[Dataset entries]
%%

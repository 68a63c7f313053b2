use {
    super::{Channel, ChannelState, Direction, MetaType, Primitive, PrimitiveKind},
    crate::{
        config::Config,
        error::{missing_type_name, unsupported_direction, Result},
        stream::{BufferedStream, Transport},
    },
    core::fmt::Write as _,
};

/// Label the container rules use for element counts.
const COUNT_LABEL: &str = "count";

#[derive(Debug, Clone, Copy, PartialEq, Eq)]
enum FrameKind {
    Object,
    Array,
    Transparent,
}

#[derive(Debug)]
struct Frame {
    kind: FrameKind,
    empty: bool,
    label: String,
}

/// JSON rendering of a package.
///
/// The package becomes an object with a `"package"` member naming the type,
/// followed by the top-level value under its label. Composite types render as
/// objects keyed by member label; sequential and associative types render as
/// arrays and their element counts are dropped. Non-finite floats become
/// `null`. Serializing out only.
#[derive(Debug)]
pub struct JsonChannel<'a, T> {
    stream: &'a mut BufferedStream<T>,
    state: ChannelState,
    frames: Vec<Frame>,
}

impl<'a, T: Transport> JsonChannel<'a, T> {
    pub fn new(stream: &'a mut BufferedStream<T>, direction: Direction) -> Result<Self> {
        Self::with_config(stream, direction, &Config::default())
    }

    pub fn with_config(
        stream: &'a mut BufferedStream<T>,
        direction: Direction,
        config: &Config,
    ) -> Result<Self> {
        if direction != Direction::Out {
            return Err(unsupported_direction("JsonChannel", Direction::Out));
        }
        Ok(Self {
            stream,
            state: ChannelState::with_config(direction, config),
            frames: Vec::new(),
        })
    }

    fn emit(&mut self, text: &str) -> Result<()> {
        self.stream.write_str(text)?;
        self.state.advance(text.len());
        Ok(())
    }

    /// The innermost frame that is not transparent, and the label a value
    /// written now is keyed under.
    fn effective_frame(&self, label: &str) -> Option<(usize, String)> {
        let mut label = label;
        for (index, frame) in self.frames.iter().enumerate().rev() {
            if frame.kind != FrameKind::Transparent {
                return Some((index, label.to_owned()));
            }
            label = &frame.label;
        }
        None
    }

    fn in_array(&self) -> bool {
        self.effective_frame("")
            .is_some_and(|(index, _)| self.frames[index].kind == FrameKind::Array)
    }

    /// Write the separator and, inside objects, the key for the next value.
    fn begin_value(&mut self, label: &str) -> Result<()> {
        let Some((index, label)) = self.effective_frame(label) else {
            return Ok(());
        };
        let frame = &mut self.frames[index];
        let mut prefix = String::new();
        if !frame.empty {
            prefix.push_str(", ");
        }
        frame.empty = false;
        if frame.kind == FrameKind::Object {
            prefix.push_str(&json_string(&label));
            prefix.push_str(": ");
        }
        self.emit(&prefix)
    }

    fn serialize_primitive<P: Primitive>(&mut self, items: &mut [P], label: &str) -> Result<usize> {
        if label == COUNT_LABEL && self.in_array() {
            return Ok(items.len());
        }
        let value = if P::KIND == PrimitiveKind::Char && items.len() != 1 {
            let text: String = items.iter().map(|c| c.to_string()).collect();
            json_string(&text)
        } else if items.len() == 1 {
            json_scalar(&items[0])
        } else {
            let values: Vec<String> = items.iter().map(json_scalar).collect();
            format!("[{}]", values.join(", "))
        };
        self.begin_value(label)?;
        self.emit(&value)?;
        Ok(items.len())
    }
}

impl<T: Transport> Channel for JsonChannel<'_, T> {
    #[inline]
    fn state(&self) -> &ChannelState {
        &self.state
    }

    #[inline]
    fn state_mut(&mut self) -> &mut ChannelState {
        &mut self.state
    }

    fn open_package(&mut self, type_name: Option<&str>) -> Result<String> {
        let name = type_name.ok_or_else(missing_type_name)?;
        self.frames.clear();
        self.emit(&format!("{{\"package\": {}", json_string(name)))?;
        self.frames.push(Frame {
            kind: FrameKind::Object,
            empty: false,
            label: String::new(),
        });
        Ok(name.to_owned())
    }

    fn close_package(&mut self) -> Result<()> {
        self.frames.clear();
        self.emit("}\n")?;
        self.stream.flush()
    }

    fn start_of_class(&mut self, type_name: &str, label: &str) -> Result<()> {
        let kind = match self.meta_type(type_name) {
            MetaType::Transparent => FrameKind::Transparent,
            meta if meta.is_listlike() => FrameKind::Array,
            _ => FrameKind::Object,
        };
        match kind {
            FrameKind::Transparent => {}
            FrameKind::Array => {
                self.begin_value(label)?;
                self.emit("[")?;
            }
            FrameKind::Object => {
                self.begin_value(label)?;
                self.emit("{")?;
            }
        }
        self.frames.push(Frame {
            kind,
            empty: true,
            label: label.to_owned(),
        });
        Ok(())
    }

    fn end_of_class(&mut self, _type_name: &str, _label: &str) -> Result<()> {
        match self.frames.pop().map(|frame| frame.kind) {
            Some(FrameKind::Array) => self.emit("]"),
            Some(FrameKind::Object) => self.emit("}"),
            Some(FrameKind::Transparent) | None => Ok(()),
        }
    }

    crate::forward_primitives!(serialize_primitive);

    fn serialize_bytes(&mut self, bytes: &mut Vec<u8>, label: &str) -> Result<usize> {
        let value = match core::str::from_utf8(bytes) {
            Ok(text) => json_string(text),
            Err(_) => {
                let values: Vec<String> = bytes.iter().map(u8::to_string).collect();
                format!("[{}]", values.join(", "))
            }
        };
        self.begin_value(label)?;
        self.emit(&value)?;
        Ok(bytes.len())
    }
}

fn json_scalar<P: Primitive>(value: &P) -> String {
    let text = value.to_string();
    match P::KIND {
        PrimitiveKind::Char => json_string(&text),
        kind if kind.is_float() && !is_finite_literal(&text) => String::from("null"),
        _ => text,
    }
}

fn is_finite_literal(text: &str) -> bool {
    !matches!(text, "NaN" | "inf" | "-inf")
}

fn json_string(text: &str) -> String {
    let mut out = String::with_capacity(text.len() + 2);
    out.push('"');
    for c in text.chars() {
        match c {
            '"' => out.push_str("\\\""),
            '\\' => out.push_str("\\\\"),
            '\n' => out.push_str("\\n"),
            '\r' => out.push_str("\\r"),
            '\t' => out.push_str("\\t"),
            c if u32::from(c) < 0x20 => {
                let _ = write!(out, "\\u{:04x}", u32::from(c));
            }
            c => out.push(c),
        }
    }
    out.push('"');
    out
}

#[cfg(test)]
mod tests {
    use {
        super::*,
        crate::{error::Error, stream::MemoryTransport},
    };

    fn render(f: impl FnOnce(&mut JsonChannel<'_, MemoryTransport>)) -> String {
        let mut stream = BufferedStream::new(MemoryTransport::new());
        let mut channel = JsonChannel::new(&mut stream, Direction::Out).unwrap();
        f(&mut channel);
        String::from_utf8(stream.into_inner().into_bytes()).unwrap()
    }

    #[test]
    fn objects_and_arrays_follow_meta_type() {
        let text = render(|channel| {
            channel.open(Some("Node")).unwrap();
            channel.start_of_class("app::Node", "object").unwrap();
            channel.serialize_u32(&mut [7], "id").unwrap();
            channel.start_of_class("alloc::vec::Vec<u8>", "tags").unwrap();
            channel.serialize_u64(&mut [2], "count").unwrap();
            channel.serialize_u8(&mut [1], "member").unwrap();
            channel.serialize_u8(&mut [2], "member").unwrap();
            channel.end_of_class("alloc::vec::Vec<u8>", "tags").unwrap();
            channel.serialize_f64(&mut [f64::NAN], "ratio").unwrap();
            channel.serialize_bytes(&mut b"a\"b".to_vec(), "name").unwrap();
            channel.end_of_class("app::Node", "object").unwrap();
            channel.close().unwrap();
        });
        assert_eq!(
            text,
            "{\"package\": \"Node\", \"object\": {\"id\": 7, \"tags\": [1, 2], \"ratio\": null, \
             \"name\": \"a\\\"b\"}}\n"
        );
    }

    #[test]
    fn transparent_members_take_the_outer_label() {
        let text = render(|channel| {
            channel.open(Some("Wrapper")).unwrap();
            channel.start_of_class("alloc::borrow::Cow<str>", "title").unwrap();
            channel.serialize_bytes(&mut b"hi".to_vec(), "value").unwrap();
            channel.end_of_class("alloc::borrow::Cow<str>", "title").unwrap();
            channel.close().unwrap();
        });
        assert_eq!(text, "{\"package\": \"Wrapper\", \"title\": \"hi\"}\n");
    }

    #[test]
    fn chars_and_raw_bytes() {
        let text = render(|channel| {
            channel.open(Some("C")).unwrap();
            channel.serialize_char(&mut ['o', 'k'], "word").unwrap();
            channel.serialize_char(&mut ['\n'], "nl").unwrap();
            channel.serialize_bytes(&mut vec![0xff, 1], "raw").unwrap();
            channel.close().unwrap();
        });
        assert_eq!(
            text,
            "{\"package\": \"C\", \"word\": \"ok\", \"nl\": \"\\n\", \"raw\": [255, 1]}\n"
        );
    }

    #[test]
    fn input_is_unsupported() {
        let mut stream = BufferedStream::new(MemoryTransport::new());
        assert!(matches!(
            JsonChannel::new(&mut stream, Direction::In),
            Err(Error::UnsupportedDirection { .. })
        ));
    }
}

%%

→ YOUR GOAL: Which lines in the entries above contain "core"? Pull each of them out.

→ COMPLETED TASK:
    core::fmt::Write as _,
        let value = match core::str::from_utf8(bytes) {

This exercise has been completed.